* [The task] Using the records that appear below, write out exactly the lines from the one with "use aws_smithy_types::byte_stream::ByteStream;" through the one with "pub trait AvatarStore: Send", keeping both end lines.

* [Supplied data]
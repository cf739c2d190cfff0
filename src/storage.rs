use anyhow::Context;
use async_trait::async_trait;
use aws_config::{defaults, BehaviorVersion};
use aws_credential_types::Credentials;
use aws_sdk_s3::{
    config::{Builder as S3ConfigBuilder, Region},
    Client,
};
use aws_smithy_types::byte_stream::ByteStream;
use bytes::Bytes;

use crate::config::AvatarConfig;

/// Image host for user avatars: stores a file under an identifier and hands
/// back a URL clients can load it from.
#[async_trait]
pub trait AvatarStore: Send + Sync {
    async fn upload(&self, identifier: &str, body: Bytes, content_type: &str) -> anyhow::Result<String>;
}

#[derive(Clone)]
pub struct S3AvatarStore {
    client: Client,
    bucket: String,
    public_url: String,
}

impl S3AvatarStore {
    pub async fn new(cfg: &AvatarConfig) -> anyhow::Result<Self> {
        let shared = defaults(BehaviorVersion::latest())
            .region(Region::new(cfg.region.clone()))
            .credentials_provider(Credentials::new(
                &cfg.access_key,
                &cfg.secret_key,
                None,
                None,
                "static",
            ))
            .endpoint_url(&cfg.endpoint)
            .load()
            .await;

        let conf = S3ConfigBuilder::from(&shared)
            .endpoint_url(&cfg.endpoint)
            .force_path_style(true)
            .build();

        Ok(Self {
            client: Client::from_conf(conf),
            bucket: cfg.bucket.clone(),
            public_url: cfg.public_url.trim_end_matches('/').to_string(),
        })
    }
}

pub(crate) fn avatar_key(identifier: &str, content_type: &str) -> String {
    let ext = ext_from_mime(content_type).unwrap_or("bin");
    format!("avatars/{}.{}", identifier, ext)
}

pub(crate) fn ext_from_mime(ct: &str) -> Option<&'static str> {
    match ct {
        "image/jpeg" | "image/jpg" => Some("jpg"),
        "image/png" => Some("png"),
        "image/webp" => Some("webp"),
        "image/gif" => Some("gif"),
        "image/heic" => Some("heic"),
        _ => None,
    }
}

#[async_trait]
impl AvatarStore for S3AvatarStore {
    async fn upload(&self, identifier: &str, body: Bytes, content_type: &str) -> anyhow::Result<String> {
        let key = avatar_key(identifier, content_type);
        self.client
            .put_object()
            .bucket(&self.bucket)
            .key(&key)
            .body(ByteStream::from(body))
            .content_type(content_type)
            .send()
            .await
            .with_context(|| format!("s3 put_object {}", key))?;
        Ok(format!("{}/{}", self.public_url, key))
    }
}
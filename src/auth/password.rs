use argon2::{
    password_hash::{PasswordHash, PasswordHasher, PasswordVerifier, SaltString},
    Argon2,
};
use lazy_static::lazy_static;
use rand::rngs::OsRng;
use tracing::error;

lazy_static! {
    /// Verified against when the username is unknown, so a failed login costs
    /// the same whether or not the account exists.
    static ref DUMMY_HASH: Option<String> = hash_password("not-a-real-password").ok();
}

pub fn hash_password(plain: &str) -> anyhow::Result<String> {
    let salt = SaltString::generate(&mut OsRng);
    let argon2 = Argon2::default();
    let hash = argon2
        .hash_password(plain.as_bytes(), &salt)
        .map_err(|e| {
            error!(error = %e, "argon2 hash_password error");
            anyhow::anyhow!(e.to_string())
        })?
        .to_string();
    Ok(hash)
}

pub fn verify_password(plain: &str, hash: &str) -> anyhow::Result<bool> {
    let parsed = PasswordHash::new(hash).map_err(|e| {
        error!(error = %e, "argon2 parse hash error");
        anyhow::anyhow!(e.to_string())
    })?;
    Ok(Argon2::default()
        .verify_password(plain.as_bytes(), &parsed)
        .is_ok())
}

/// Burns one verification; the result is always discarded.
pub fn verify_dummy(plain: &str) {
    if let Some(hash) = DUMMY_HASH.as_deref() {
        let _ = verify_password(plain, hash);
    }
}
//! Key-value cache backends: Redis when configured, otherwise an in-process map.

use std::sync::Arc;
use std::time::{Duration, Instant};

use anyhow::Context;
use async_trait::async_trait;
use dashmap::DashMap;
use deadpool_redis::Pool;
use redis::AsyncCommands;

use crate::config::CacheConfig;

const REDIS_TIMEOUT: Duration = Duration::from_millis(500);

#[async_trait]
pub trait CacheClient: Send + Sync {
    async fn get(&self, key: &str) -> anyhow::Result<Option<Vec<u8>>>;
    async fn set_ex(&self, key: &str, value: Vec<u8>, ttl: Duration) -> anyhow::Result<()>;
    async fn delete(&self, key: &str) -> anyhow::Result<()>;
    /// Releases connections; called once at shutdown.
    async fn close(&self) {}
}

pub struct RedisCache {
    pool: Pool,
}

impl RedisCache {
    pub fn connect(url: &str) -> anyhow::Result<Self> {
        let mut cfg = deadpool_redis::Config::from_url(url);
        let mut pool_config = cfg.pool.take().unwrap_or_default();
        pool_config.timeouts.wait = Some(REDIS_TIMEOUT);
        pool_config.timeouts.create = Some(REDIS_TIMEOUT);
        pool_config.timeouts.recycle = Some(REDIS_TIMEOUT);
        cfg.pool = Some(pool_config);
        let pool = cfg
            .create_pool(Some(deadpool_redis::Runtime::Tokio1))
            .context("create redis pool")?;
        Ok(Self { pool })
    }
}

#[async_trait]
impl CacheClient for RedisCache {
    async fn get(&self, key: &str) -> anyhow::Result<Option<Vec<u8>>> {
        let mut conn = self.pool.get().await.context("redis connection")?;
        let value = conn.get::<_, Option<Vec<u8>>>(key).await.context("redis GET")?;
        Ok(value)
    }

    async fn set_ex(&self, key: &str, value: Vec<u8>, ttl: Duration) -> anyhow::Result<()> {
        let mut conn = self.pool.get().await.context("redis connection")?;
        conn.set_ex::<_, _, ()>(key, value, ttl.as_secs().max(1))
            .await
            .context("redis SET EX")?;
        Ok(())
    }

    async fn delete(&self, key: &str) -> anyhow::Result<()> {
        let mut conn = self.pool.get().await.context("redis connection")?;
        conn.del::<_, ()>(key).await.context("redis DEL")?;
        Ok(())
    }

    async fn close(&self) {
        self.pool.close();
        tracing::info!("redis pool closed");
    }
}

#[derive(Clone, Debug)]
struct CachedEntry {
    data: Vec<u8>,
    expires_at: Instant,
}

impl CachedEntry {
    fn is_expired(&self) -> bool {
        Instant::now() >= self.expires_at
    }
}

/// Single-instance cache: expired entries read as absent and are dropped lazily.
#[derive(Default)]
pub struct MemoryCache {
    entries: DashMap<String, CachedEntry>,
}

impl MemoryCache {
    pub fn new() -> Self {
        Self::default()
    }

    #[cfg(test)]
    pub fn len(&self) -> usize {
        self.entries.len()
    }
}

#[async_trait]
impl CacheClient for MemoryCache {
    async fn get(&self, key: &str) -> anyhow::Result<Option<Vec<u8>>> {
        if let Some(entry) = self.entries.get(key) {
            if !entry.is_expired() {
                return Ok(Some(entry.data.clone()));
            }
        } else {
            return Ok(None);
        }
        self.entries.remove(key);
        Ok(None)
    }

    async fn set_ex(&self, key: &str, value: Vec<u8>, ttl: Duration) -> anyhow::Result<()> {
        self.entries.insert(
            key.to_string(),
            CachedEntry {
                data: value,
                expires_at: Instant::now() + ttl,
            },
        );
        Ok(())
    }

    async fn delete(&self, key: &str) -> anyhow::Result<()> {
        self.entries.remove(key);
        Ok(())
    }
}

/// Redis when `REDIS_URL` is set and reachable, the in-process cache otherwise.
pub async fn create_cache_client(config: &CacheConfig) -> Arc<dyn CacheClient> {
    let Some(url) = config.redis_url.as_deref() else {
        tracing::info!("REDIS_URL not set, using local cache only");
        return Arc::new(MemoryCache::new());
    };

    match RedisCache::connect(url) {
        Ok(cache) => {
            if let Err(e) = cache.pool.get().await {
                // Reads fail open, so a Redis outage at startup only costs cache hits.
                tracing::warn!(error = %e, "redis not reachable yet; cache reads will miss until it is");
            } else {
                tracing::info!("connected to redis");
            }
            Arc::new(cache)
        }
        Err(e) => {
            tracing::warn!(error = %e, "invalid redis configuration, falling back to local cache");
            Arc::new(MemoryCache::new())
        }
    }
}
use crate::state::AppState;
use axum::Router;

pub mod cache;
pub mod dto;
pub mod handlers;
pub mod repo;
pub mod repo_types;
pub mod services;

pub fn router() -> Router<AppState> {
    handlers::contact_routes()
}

* [Solution for this task]
use aws_smithy_types::byte_stream::ByteStream;
use bytes::Bytes;

use crate::config::AvatarConfig;

/// Image host for user avatars: stores a file under an identifier and hands
/// back a URL clients can load it from.
#[async_trait]
pub trait AvatarStore: Send + Sync {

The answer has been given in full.